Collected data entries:
//! Retry policy with deterministic exponential backoff.

use std::time::Duration;

use crate::ValidationError;

/// Backoff strategy between fetch attempts.
#[derive(Debug, Clone, Copy, PartialEq, Eq)]
pub enum Backoff {
    /// Doubles the delay after every attempt: `base * 2^attempt`, capped at `max`.
    Exponential {
        /// Delay after the first failed attempt.
        base: Duration,
        /// Upper bound for any single delay.
        max: Duration,
    },
}

impl Default for Backoff {
    fn default() -> Self {
        Self::Exponential {
            base: Duration::from_secs(1),
            max: Duration::from_secs(60),
        }
    }
}

impl Backoff {
    /// Delay to wait after the failed attempt with 0-based index `attempt`.
    pub fn delay(self, attempt: u32) -> Duration {
        match self {
            Self::Exponential { base, max } => {
                let scale = 2_u32.checked_pow(attempt).unwrap_or(u32::MAX);
                base.checked_mul(scale).unwrap_or(max).min(max)
            }
        }
    }
}

/// Bounded retry configuration for a single upstream fetch.
#[derive(Debug, Clone, Copy, PartialEq, Eq)]
pub struct RetryConfig {
    /// Total number of attempts, including the first one.
    pub max_attempts: u32,
    /// The backoff strategy to use between attempts.
    pub backoff: Backoff,
}

impl Default for RetryConfig {
    fn default() -> Self {
        Self {
            max_attempts: 3,
            backoff: Backoff::default(),
        }
    }
}

impl RetryConfig {
    /// Exponential backoff starting at `base_delay`.
    pub fn exponential(max_attempts: u32, base_delay: Duration) -> Self {
        Self {
            max_attempts,
            backoff: Backoff::Exponential {
                base: base_delay,
                max: Duration::from_secs(60).max(base_delay),
            },
        }
    }

    /// Single attempt, never sleeps.
    pub fn no_retry() -> Self {
        Self {
            max_attempts: 1,
            ..Self::default()
        }
    }

    pub fn delay_for_attempt(&self, attempt: u32) -> Duration {
        self.backoff.delay(attempt)
    }

    pub fn validate(&self) -> Result<(), ValidationError> {
        if self.max_attempts == 0 {
            return Err(ValidationError::ZeroAttempts);
        }
        Ok(())
    }
}

#[cfg(test)]
mod tests {
    use super::*;

    #[test]
    fn test_exponential_backoff_doubles_without_jitter() {
        let backoff = Backoff::Exponential {
            base: Duration::from_millis(100),
            max: Duration::from_secs(1),
        };

        assert_eq!(backoff.delay(0), Duration::from_millis(100));
        assert_eq!(backoff.delay(1), Duration::from_millis(200));
        assert_eq!(backoff.delay(2), Duration::from_millis(400));
        assert_eq!(backoff.delay(3), Duration::from_millis(800));
        assert_eq!(backoff.delay(4), Duration::from_secs(1)); // capped
    }

    #[test]
    fn test_exponential_backoff_saturates_on_huge_attempts() {
        let backoff = Backoff::Exponential {
            base: Duration::from_secs(1),
            max: Duration::from_secs(60),
        };

        assert_eq!(backoff.delay(64), Duration::from_secs(60));
    }

    #[test]
    fn test_default_retry_config() {
        let config = RetryConfig::default();

        assert_eq!(config.max_attempts, 3);
        assert_eq!(config.delay_for_attempt(0), Duration::from_secs(1));
        assert_eq!(config.delay_for_attempt(1), Duration::from_secs(2));
    }

    #[test]
    fn test_exponential_config_keeps_cap_above_base() {
        let config = RetryConfig::exponential(4, Duration::from_secs(90));

        assert_eq!(config.max_attempts, 4);
        assert_eq!(config.delay_for_attempt(0), Duration::from_secs(90));
        assert_eq!(config.delay_for_attempt(3), Duration::from_secs(90));
    }

    #[test]
    fn test_zero_attempts_is_invalid() {
        let config = RetryConfig::exponential(0, Duration::from_millis(10));
        assert_eq!(config.validate(), Err(ValidationError::ZeroAttempts));
        assert!(RetryConfig::no_retry().validate().is_ok());
    }
}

Task to complete:
Every entry above should be duplicated exactly.

Reply:
//! Retry policy with deterministic exponential backoff.

use std::time::Duration;

use crate::ValidationError;

/// Backoff strategy between fetch attempts.
#[derive(Debug, Clone, Copy, PartialEq, Eq)]
pub enum Backoff {
    /// Doubles the delay after every attempt: `base * 2^attempt`, capped at `max`.
    Exponential {
        /// Delay after the first failed attempt.
        base: Duration,
        /// Upper bound for any single delay.
        max: Duration,
    },
}

impl Default for Backoff {
    fn default() -> Self {
        Self::Exponential {
            base: Duration::from_secs(1),
            max: Duration::from_secs(60),
        }
    }
}

impl Backoff {
    /// Delay to wait after the failed attempt with 0-based index `attempt`.
    pub fn delay(self, attempt: u32) -> Duration {
        match self {
            Self::Exponential { base, max } => {
                let scale = 2_u32.checked_pow(attempt).unwrap_or(u32::MAX);
                base.checked_mul(scale).unwrap_or(max).min(max)
            }
        }
    }
}

/// Bounded retry configuration for a single upstream fetch.
#[derive(Debug, Clone, Copy, PartialEq, Eq)]
pub struct RetryConfig {
    /// Total number of attempts, including the first one.
    pub max_attempts: u32,
    /// The backoff strategy to use between attempts.
    pub backoff: Backoff,
}

impl Default for RetryConfig {
    fn default() -> Self {
        Self {
            max_attempts: 3,
            backoff: Backoff::default(),
        }
    }
}

impl RetryConfig {
    /// Exponential backoff starting at `base_delay`.
    pub fn exponential(max_attempts: u32, base_delay: Duration) -> Self {
        Self {
            max_attempts,
            backoff: Backoff::Exponential {
                base: base_delay,
                max: Duration::from_secs(60).max(base_delay),
            },
        }
    }

    /// Single attempt, never sleeps.
    pub fn no_retry() -> Self {
        Self {
            max_attempts: 1,
            ..Self::default()
        }
    }

    pub fn delay_for_attempt(&self, attempt: u32) -> Duration {
        self.backoff.delay(attempt)
    }

    pub fn validate(&self) -> Result<(), ValidationError> {
        if self.max_attempts == 0 {
            return Err(ValidationError::ZeroAttempts);
        }
        Ok(())
    }
}

#[cfg(test)]
mod tests {
    use super::*;

    #[test]
    fn test_exponential_backoff_doubles_without_jitter() {
        let backoff = Backoff::Exponential {
            base: Duration::from_millis(100),
            max: Duration::from_secs(1),
        };

        assert_eq!(backoff.delay(0), Duration::from_millis(100));
        assert_eq!(backoff.delay(1), Duration::from_millis(200));
        assert_eq!(backoff.delay(2), Duration::from_millis(400));
        assert_eq!(backoff.delay(3), Duration::from_millis(800));
        assert_eq!(backoff.delay(4), Duration::from_secs(1)); // capped
    }

    #[test]
    fn test_exponential_backoff_saturates_on_huge_attempts() {
        let backoff = Backoff::Exponential {
            base: Duration::from_secs(1),
            max: Duration::from_secs(60),
        };

        assert_eq!(backoff.delay(64), Duration::from_secs(60));
    }

    #[test]
    fn test_default_retry_config() {
        let config = RetryConfig::default();

        assert_eq!(config.max_attempts, 3);
        assert_eq!(config.delay_for_attempt(0), Duration::from_secs(1));
        assert_eq!(config.delay_for_attempt(1), Duration::from_secs(2));
    }

    #[test]
    fn test_exponential_config_keeps_cap_above_base() {
        let config = RetryConfig::exponential(4, Duration::from_secs(90));

        assert_eq!(config.max_attempts, 4);
        assert_eq!(config.delay_for_attempt(0), Duration::from_secs(90));
        assert_eq!(config.delay_for_attempt(3), Duration::from_secs(90));
    }

    #[test]
    fn test_zero_attempts_is_invalid() {
        let config = RetryConfig::exponential(0, Duration::from_millis(10));
        assert_eq!(config.validate(), Err(ValidationError::ZeroAttempts));
        assert!(RetryConfig::no_retry().validate().is_ok());
    }
}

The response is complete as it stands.